_TASK OBJECTIVE_:
The records below are to be quoted in full; please keep every word exact.

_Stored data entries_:
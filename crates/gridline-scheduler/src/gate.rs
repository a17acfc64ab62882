//! The gate: one pass/fail signal over all jobs of a trigger.

use chrono::Utc;
use gridline_core::ids::TriggerId;
use gridline_core::job::{GateEntry, GateResult, GateStatus, JobReport};
use gridline_core::{Error, Result};
use tokio::task::JoinSet;
use tracing::{debug, info};

/// Folds terminal job outcomes into a [`GateResult`]. Performs no retries.
pub struct GateAggregator;

impl GateAggregator {
    /// Pure fold: pass iff every report passed. Entries are ordered by job
    /// index regardless of completion order.
    pub fn aggregate(
        trigger_id: TriggerId,
        reports: impl IntoIterator<Item = JobReport>,
    ) -> GateResult {
        let mut entries: Vec<GateEntry> = reports
            .into_iter()
            .map(|r| GateEntry {
                job_id: r.job_id,
                index: r.index,
                name: r.name,
                tag: r.tag,
                outcome: r.outcome,
            })
            .collect();
        entries.sort_by_key(|e| e.index);

        let aggregate = if entries.iter().all(|e| e.outcome.is_passed()) {
            GateStatus::Pass
        } else {
            GateStatus::Fail
        };

        GateResult {
            trigger_id,
            entries,
            aggregate,
            completed_at: Utc::now(),
        }
    }

    /// Wait for every job task in `jobs` to finish, then aggregate.
    ///
    /// Job tasks are expected to fold their own failures into a report. A
    /// task that was aborted means the trigger was cancelled, and no gate
    /// result is produced.
    pub async fn join(trigger_id: TriggerId, mut jobs: JoinSet<JobReport>) -> Result<GateResult> {
        let expected = jobs.len();
        let mut reports = Vec::with_capacity(expected);

        while let Some(joined) = jobs.join_next().await {
            match joined {
                Ok(report) => {
                    debug!(
                        trigger = %trigger_id,
                        job = %report.job_id,
                        outcome = %report.outcome,
                        remaining = jobs.len(),
                        "Job reached terminal state"
                    );
                    reports.push(report);
                }
                Err(e) if e.is_cancelled() => {
                    return Err(Error::Cancelled(trigger_id.to_string()));
                }
                Err(e) => {
                    return Err(Error::Internal(format!("Job task failed: {}", e)));
                }
            }
        }

        let result = Self::aggregate(trigger_id, reports);
        info!(
            trigger = %trigger_id,
            jobs = expected,
            failed = result.failures().count(),
            passed = result.passed(),
            "Gate completed"
        );
        Ok(result)
    }
}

_WRITTEN ANSWER_:
filename crates/gridline-scheduler/src/gate.rs
repository a17acfc64ab62882
//! The gate: one pass/fail signal over all jobs of a trigger.

use chrono::Utc;
use gridline_core::ids::TriggerId;
use gridline_core::job::{GateEntry, GateResult, GateStatus, JobReport};
use gridline_core::{Error, Result};
use tokio::task::JoinSet;
use tracing::{debug, info};

/// Folds terminal job outcomes into a [`GateResult`]. Performs no retries.
pub struct GateAggregator;

impl GateAggregator {
    /// Pure fold: pass iff every report passed. Entries are ordered by job
    /// index regardless of completion order.
    pub fn aggregate(
        trigger_id: TriggerId,
        reports: impl IntoIterator<Item = JobReport>,
    ) -> GateResult {
        let mut entries: Vec<GateEntry> = reports
            .into_iter()
            .map(|r| GateEntry {
                job_id: r.job_id,
                index: r.index,
                name: r.name,
                tag: r.tag,
                outcome: r.outcome,
            })
            .collect();
        entries.sort_by_key(|e| e.index);

        let aggregate = if entries.iter().all(|e| e.outcome.is_passed()) {
            GateStatus::Pass
        } else {
            GateStatus::Fail
        };

        GateResult {
            trigger_id,
            entries,
            aggregate,
            completed_at: Utc::now(),
        }
    }

    /// Wait for every job task in `jobs` to finish, then aggregate.
    ///
    /// Job tasks are expected to fold their own failures into a report. A
    /// task that was aborted means the trigger was cancelled, and no gate
    /// result is produced.
    pub async fn join(trigger_id: TriggerId, mut jobs: JoinSet<JobReport>) -> Result<GateResult> {
        let expected = jobs.len();
        let mut reports = Vec::with_capacity(expected);

        while let Some(joined) = jobs.join_next().await {
            match joined {
                Ok(report) => {
                    debug!(
                        trigger = %trigger_id,
                        job = %report.job_id,
                        outcome = %report.outcome,
                        remaining = jobs.len(),
                        "Job reached terminal state"
                    );
                    reports.push(report);
                }
                Err(e) if e.is_cancelled() => {
                    return Err(Error::Cancelled(trigger_id.to_string()));
                }
                Err(e) => {
                    return Err(Error::Internal(format!("Job task failed: {}", e)));
                }
            }
        }

        let result = Self::aggregate(trigger_id, reports);
        info!(
            trigger = %trigger_id,
            jobs = expected,
            failed = result.failures().count(),
            passed = result.passed(),
            "Gate completed"
        );
        Ok(result)
    }
}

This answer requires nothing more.